▶ _TASK DATA_:
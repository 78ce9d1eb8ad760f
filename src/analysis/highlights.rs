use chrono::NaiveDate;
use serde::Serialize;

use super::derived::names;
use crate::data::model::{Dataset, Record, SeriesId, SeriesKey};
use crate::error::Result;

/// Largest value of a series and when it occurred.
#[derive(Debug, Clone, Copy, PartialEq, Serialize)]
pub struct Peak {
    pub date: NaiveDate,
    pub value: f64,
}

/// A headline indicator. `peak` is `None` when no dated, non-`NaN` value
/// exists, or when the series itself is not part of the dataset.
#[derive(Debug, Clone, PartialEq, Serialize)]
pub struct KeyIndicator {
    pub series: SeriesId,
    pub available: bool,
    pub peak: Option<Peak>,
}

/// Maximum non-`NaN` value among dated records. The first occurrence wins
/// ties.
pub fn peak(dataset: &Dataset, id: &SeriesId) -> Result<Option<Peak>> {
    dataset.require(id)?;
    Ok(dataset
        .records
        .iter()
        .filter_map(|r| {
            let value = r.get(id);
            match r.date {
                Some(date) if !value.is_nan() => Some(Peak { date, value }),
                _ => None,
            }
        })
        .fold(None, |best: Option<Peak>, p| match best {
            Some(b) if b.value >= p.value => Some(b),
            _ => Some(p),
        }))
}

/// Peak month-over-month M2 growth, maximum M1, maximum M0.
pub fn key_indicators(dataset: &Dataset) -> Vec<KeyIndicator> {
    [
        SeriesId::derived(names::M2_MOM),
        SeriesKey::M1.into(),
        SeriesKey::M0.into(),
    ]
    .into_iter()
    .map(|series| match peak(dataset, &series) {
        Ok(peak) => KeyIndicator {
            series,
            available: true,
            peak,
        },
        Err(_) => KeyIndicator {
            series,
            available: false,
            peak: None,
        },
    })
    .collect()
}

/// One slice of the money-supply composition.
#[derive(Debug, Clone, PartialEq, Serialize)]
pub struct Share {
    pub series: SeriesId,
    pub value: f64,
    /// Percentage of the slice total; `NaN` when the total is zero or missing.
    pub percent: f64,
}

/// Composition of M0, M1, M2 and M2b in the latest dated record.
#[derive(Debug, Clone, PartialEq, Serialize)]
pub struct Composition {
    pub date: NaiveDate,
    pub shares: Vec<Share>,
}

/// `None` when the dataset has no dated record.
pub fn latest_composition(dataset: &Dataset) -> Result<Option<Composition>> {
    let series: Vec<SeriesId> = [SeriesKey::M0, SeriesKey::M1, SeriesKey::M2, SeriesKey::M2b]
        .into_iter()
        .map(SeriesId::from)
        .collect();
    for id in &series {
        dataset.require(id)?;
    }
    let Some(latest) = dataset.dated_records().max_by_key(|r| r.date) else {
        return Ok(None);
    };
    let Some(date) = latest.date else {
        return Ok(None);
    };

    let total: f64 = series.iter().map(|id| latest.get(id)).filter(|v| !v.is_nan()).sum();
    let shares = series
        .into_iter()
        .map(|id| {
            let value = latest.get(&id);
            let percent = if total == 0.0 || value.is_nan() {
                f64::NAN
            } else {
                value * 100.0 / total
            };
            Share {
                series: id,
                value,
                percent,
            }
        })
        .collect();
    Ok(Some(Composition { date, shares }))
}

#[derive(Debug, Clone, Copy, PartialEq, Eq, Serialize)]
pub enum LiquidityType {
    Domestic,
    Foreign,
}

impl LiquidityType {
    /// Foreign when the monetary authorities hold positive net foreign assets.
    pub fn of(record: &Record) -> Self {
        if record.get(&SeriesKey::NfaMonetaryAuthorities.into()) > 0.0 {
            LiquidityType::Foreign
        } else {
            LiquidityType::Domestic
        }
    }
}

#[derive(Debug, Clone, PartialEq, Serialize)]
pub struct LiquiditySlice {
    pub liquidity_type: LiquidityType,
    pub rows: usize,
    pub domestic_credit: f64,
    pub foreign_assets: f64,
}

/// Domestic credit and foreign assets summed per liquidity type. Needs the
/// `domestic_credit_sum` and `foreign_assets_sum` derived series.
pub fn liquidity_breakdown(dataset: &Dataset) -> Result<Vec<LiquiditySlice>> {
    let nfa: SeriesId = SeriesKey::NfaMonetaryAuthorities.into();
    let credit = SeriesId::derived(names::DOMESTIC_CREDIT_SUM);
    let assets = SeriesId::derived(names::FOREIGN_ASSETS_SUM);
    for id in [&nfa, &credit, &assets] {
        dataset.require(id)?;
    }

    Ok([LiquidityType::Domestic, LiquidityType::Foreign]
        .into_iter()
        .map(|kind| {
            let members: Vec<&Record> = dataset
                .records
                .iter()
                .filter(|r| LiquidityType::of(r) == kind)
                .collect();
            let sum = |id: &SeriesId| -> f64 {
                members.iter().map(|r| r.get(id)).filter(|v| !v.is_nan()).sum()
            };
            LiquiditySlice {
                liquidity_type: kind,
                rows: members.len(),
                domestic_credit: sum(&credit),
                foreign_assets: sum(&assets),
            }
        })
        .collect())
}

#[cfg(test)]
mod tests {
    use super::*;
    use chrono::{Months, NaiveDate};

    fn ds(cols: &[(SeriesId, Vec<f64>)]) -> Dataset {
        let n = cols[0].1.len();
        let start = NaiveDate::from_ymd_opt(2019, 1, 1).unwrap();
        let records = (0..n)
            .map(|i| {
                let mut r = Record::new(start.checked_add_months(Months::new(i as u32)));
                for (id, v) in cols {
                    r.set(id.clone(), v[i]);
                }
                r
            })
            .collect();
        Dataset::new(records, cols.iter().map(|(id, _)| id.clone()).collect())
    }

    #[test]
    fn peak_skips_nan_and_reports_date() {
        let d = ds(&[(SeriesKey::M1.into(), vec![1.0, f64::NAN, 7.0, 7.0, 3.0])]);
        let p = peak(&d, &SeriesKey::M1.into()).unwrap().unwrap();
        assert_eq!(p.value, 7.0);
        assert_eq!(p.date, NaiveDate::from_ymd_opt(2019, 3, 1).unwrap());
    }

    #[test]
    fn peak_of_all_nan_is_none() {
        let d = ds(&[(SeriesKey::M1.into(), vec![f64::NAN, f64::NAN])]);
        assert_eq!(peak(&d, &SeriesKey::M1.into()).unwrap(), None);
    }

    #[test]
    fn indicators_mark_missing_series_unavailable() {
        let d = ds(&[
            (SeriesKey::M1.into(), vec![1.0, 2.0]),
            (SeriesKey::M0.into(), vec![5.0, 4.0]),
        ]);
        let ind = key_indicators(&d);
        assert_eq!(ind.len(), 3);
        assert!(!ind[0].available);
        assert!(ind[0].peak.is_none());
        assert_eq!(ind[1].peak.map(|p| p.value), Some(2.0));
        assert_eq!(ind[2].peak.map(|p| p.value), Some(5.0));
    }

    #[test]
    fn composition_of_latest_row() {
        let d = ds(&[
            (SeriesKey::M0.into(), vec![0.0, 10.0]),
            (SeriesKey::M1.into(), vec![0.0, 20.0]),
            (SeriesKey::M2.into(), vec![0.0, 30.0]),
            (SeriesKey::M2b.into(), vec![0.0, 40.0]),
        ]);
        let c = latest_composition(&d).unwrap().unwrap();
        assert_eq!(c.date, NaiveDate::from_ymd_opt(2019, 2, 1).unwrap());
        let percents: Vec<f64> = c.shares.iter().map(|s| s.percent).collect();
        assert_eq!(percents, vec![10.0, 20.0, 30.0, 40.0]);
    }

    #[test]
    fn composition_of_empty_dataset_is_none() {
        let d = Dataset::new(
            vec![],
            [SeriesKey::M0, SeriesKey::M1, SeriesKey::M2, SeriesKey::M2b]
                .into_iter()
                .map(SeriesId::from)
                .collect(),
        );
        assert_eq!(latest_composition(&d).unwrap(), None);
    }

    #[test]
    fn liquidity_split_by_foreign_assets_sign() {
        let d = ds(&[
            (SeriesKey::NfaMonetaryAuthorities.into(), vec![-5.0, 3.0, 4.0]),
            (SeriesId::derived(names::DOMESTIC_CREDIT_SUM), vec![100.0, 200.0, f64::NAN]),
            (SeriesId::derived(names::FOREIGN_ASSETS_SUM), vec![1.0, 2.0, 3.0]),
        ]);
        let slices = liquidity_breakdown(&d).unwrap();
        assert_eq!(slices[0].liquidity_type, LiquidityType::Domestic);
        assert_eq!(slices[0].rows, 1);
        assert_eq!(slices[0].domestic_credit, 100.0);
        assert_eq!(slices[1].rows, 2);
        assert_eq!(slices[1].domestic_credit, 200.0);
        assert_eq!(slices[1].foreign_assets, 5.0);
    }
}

* * *

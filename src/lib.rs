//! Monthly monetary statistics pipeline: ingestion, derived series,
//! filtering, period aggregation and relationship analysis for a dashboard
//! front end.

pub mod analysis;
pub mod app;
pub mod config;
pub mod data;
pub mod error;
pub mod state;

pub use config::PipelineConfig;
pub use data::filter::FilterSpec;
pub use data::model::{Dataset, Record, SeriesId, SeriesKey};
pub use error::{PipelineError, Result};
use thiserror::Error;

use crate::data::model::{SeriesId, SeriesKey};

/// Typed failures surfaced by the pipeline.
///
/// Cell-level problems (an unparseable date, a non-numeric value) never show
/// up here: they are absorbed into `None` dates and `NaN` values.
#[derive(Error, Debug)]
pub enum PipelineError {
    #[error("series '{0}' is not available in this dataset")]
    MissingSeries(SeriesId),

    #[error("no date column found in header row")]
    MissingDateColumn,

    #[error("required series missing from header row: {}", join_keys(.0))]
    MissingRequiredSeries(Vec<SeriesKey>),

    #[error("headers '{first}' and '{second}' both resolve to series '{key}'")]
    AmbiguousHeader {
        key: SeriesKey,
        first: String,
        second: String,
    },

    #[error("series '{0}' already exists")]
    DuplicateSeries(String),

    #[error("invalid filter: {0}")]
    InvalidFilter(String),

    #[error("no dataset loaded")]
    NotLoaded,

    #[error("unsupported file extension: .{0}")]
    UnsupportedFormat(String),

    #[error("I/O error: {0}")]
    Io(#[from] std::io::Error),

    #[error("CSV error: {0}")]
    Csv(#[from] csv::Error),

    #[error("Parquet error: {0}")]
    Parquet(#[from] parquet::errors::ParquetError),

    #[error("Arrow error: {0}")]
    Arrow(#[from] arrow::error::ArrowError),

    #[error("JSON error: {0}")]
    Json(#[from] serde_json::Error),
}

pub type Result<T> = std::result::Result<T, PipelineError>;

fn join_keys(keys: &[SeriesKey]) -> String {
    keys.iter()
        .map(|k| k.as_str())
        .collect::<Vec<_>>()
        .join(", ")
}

▶ _EXERCISE GOAL_:
From the listing above, pick out each line where the word "start" appears.

▶ _RESULT OF THIS TASK_:
        let start = NaiveDate::from_ymd_opt(2019, 1, 1).unwrap();
                let mut r = Record::new(start.checked_add_months(Months::new(i as u32)));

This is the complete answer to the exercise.